新たな迷宮の情報を聞き、一山当てようと出てきて者同士即席で組んだメンバーらしい。3人で他のパーティや今回の様に軍人と組んで使徒に挑んでいるそうだ。

 しばらく待機しているとギルドの人間が呼びに来て使徒の部屋の前で待機。そしてドアが開くと共に中へ足を踏み入れる。中にはコウモリの群とその中央に一回り大きな1つ目の個体。


「総員散開!!奴の視線に入るな」


 部隊長から声が出る。部屋に居たのはゴルゴンバットと呼ばれる魔物で、この部屋に出る使徒の中では外れだ。軍の調査時に死者を出した唯一の魔物であるそうだ。その特徴的な1つ目は魔眼であり、見るものの動きを止める。動きが止まる。瞬きも呼吸も心臓の鼓動さえ止めてしまう。配下のコウモリの群と共に縦横無尽に飛びりり、その曲視線を獲物からは離さない。危険な魔物だけ。

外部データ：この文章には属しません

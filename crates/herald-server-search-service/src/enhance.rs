// Copyright (c) 2025 Geoffrey Huntley <ghuntley@ghuntley.com>. All rights
// reserved. SPDX-License-Identifier: Proprietary

//! AI enhancement of news results: better summaries and an overall analysis.

use std::time::Duration;

use herald_common_core::Article;
use serde::Deserialize;
use serde_json::Value;
use tokio_util::sync::CancellationToken;
use tracing::{debug, info};

use crate::prompts::{enhancement_prompt, ENHANCE_LIMIT};
use crate::provider::Candidate;
use crate::race::race;

/// Expected reply. Entries of `summaries` that are not non-empty strings are
/// ignored.
#[derive(Debug, Clone, Default, Deserialize)]
#[serde(rename_all = "camelCase")]
pub struct EnhancementReply {
	#[serde(default)]
	pub summaries: Vec<Value>,
	#[serde(default)]
	pub overall_analysis: Option<String>,
}

/// Replaces summaries by index; returns how many were replaced.
pub fn apply_enhancement(articles: &mut [Article], reply: &EnhancementReply) -> usize {
	let mut replaced = 0;
	for (article, summary) in articles
		.iter_mut()
		.take(ENHANCE_LIMIT)
		.zip(reply.summaries.iter())
	{
		if let Some(text) = summary.as_str().map(str::trim).filter(|s| !s.is_empty()) {
			article.summary = text.to_string();
			replaced += 1;
		}
	}
	replaced
}

pub fn default_summary(count: usize, query: &str) -> String {
	format!("Found {count} articles about \"{query}\"")
}

/// Races `entrants` for enhanced summaries and applies them in place.
///
/// Returns the search summary: the model's analysis when one came back,
/// otherwise the plain count. Failures leave the articles untouched.
pub async fn enhance(
	entrants: &[Candidate],
	articles: &mut [Article],
	query: &str,
	timeout: Duration,
	cancel: &CancellationToken,
) -> String {
	if articles.is_empty() || entrants.is_empty() {
		return default_summary(articles.len(), query);
	}

	let prompt = enhancement_prompt(query, articles);
	match race::<EnhancementReply>(entrants, &prompt, timeout, cancel).await {
		Some(completion) => {
			let replaced = apply_enhancement(articles, &completion.value);
			info!(
				provider = %completion.provider,
				replaced,
				"enhanced article summaries"
			);
			completion
				.value
				.overall_analysis
				.filter(|a| !a.trim().is_empty())
				.unwrap_or_else(|| default_summary(articles.len(), query))
		}
		None => {
			debug!("AI enhancement failed, using original summaries");
			default_summary(articles.len(), query)
		}
	}
}

#[cfg(test)]
mod tests {
	use super::*;
	use crate::provider::ProviderKind;
	use crate::testing::{candidate, FakeLlm};
	use herald_common_core::LlmError;
	use serde_json::json;

	fn articles(n: usize) -> Vec<Article> {
		(0..n)
			.map(|i| Article::new(format!("T{i}"), format!("https://x/{i}")).with_summary("original"))
			.collect()
	}

	#[test]
	fn apply_skips_blank_and_non_string_entries() {
		let mut list = articles(4);
		let reply = EnhancementReply {
			summaries: vec![json!("new 0"), json!(""), json!(null), json!("new 3")],
			overall_analysis: None,
		};
		assert_eq!(apply_enhancement(&mut list, &reply), 2);
		assert_eq!(list[0].summary, "new 0");
		assert_eq!(list[1].summary, "original");
		assert_eq!(list[2].summary, "original");
		assert_eq!(list[3].summary, "new 3");
	}

	#[test]
	fn apply_never_touches_articles_past_the_limit() {
		let mut list = articles(20);
		let reply = EnhancementReply {
			summaries: (0..20).map(|i| json!(format!("s{i}"))).collect(),
			overall_analysis: None,
		};
		assert_eq!(apply_enhancement(&mut list, &reply), 15);
		assert_eq!(list[15].summary, "original");
	}

	#[tokio::test]
	async fn enhancement_uses_analysis() {
		let llm = FakeLlm::ok(r#"{"summaries": ["better"], "overallAnalysis": "Broad coverage."}"#);
		let entrants = vec![candidate(ProviderKind::Groq, "m", llm)];
		let mut list = articles(2);

		let summary = enhance(&entrants, &mut list, "ai", Duration::from_secs(1), &CancellationToken::new()).await;
		assert_eq!(summary, "Broad coverage.");
		assert_eq!(list[0].summary, "better");
		assert_eq!(list[1].summary, "original");
	}

	#[tokio::test]
	async fn failed_enhancement_keeps_originals() {
		let entrants = vec![candidate(
			ProviderKind::Groq,
			"m",
			FakeLlm::err(LlmError::Api("down".into())),
		)];
		let mut list = articles(3);

		let summary = enhance(&entrants, &mut list, "ai", Duration::from_secs(1), &CancellationToken::new()).await;
		assert_eq!(summary, "Found 3 articles about \"ai\"");
		assert!(list.iter().all(|a| a.summary == "original"));
	}
}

 集まって居る所をまとめて見つめられると危険だ。しかし、都合の良いことに奴には分霊が見えていない。それだけで勝ちを確信出来る。すると心にゆとりが生まれ冷静に立ち回れる。

 石の魔法で配下のコウモリたちを撃ち落とす。一発当たれば倒せるので楽なものだ。走りながら魔術を行使する。100は居そうな群を引き連れているが、こちらも秒に5匹落とせる。落ち着いて狙いを外さない。使徒の横を駆け抜け背面に回り込む。他のメンバーが散開するから僕だけ突っ込んでいく。視線だけ気を付ける。

 僕の行動は目を引くだろう。使徒の目線は僕を追いかける。他の仲間に背を向けるように。その好きを練度の高い軍人たちが見逃す筈もなく。一斉攻撃にかかり勝負はあっという間についてしまった。

 これで良い。生命のやり取りだ。相手に見せ場など与えずに一方的に勝つ。少なくともこの階層までなら、多少の油断はあっても切り抜けられる。それを体感できた。

 奥の部屋の転移魔法陣で迷宮の外に出て、迷宮入口の受付で討伐完了の報告をしてそのまま解散。報酬は後日となる。

 それなりに良い成果を得られたと思っている。